Political inequality 
In his book The Great Leveler, Schaedel said that political inequality creates economic inequality. In the book, the author said, "As the nation has historically been formed, public power has been concentrated on a few people. In terms of hierarchy, it is a very sharp spire structure. These political inequalities have encouraged economic inequality," The Republic of Korea says that economic inequality has intensified since the 1990s as well as political inequality.

In the 2016 Hanyang University dissertation, a survey was conducted on the perception of economic inequality among generations. In the paper, 70 percent of the people held the government responsible for failing to narrow the income gap. So many modern people say that the current government's policy inequality is not helping to bridge the gap between the rich and the poor.

Employment deterioration 
The poverty of low-income people is getting worse due to the long-term deterioration of employment in South Korea. Therefore, the government has tried to increase employment every time over the past few years, but no results have been made yet. In an article published in the 2018 Korean Times, the IMF said Korea's income inequality was the poorest among 22 Asian-Pacific countries. In this article, the nation's economic growth is growing fast, but it also talked about inequality in household income due to the difficulty of finding jobs for young job seekers.

Solution 
One proposed solution to bridge the gap between the rich and the poor is the establishment of a universal social safety net. South Korea's share of government spending on welfare is among the lowest among OECD countries. There is a need to resolve the gap between the rich and the poor.

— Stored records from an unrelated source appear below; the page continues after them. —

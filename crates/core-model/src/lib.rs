//! Editor model: the editor state plus its single view (cursor + viewport).
//!
//! `EditorState` owns the document; `View` owns presentation state. The
//! dispatcher needs both mutably at once, which
//! [`EditorModel::split_state_and_view`] provides as disjoint borrows.
//!
//! Invariants after every public call:
//! * the cursor satisfies `row < row_count` and `column <= row_len(row)`;
//! * the viewport offset lies in `[0, max(0, row_count - visible_height)]`.

pub mod cursor;
pub mod render;
pub mod viewport;

pub use cursor::Cursor;
pub use render::{RenderSnapshot, VisibleRow};
pub use viewport::Viewport;

use core_state::EditorState;

#[derive(Debug, Clone, Default)]
pub struct View {
    pub cursor: Cursor,
    pub viewport: Viewport,
}

impl View {
    pub fn new(visible_height: usize) -> Self {
        Self {
            cursor: Cursor::default(),
            viewport: Viewport::new(visible_height),
        }
    }

    /// Re-establish the cursor and viewport invariants against `state`'s
    /// current rows, scrolling so the cursor row is visible.
    pub fn settle(&mut self, state: &EditorState) -> bool {
        let rows = state.document.rows();
        self.cursor.clamp(rows);
        self.viewport.follow(self.cursor.row(), rows.row_count())
    }
}

#[derive(Debug)]
pub struct EditorModel {
    state: EditorState,
    view: View,
}

impl EditorModel {
    pub fn new(state: EditorState, visible_height: usize) -> Self {
        Self {
            state,
            view: View::new(visible_height),
        }
    }

    /// Test/helper constructor allowing a prepared view to be injected.
    pub fn with_view(state: EditorState, mut view: View) -> Self {
        view.settle(&state);
        Self { state, view }
    }

    pub fn state(&self) -> &EditorState {
        &self.state
    }

    pub fn state_mut(&mut self) -> &mut EditorState {
        &mut self.state
    }

    pub fn view(&self) -> &View {
        &self.view
    }

    pub fn view_mut(&mut self) -> &mut View {
        &mut self.view
    }

    /// Disjoint mutable borrows of the state and the view.
    pub fn split_state_and_view(&mut self) -> (&mut EditorState, &mut View) {
        (&mut self.state, &mut self.view)
    }

    /// Resize the viewport (terminal resize), keeping the cursor visible.
    pub fn set_visible_height(&mut self, height: usize) {
        let rows = self.state.document.row_count();
        self.view.viewport.set_visible_height(height, rows);
        self.view.settle(&self.state);
    }

    /// Build the render contract for one refresh. `pending` is the
    /// unresolved command text owned by the key translator.
    pub fn snapshot(&self, pending: &str) -> RenderSnapshot {
        let doc = &self.state.document;
        let range = self.view.viewport.visible_rows(doc.row_count());
        let rows = range
            .map(|index| {
                let row = doc.rows().row(index);
                VisibleRow::new(index, row.start, row.len, doc.row_text(index))
            })
            .collect();
        RenderSnapshot {
            rows,
            cursor: self.view.cursor.position,
            scroll_offset: self.view.viewport.scroll_offset,
            mode: self.state.mode,
            pending: pending.to_string(),
            file_name: self
                .state
                .file_name
                .as_ref()
                .map(|p| p.display().to_string()),
            dirty: self.state.dirty,
            status: self.state.status.clone(),
        }
    }
}
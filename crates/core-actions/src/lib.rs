//! Modal command engine: key translation, action dispatch and file IO.
//!
//! Input flows `InputEvent -> KeyTranslator -> Action -> dispatch`. The
//! translator owns the Navigation-mode pending command buffer; the dispatcher
//! applies one action at a time to an [`EditorModel`](core_model::EditorModel)
//! and re-establishes the cursor and viewport invariants before returning.
//! [`EditorSession`] bundles the pieces for the runtime and for tests.

pub mod dispatcher;
pub mod io_ops;
pub mod key_translator;
pub mod session;

pub use dispatcher::{DispatchResult, dispatch};
pub use io_ops::{LoadError, SaveError, load_document, save_document};
pub use key_translator::KeyTranslator;
pub use session::EditorSession;

/// Cursor motions shared by the command table and the arrow shortcuts.
#[derive(Debug, Clone, Copy, PartialEq, Eq)]
pub enum MotionKind {
    Left,
    Right,
    Up,
    Down,
    WordForward,
    WordBackward,
    FirstRow,
    LastRow,
    RowStart,
    RowEnd,
}

#[derive(Debug, Clone, Copy, PartialEq, Eq)]
pub enum ModeChange {
    EnterEdit,
    LeaveEdit,
}

#[derive(Debug, Clone, PartialEq, Eq)]
pub enum EditKind {
    /// Literal text; embedded newlines split rows.
    InsertText(String),
    InsertNewline,
    /// Delete the unit before the cursor, merging rows at column 0.
    Backspace,
    /// `x`
    DeleteUnder,
    /// `dd`
    DeleteRow,
}

#[derive(Debug, Clone, PartialEq, Eq)]
pub enum Action {
    Motion(MotionKind),
    /// Scroll the viewport by the given number of rows.
    Scroll(isize),
    ModeChange(ModeChange),
    Edit(EditKind),
    Save,
    Quit,
}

The state tries to bridge income inequality and the gap between the rich and the poor by intervening in the market without undermining the flow of the free market economic system.

As a representative economic policy for resolving income inequality, Korea has an income-led growth policy, and disaster support funds from around the world, which were prepared due to economic damage caused by Covid-19, can also be seen as efforts to bridge the gap between the rich and the poor in the short term and in numerical terms by guaranteeing basic income for low-income families.

A 2018 Korea University degree paper conducted a study on how social welfare policies improve economic inequality. The income of the top 10% was about 6.6 times the income of the lowest 10% in 1990. As of 2016 this has increased to about 10 times. The universal concept of social welfare is becoming increasingly prominent in the 21st century as economic inequality continues to rise. In the paper, two countries were cited as examples: Sweden, which developed industrial competitiveness based on marketism before implementing social welfare, and the United Kingdom, which maintained a balance between industrial competitiveness and welfare efficiency. The paper stated that the Korea public pension and the basic livelihood security system required more financial support. For health security, support was needed first for the lower-income class for the continuity of working welfare. In addition, in order to continuously supplement and develop industrial competitiveness, it is necessary education provides fair opportunities and discovers talent. It also states that it is necessary to divide the low-income class in Korea into recipients of welfare and the class directly above so that people do not feel a decline in their motivation to work.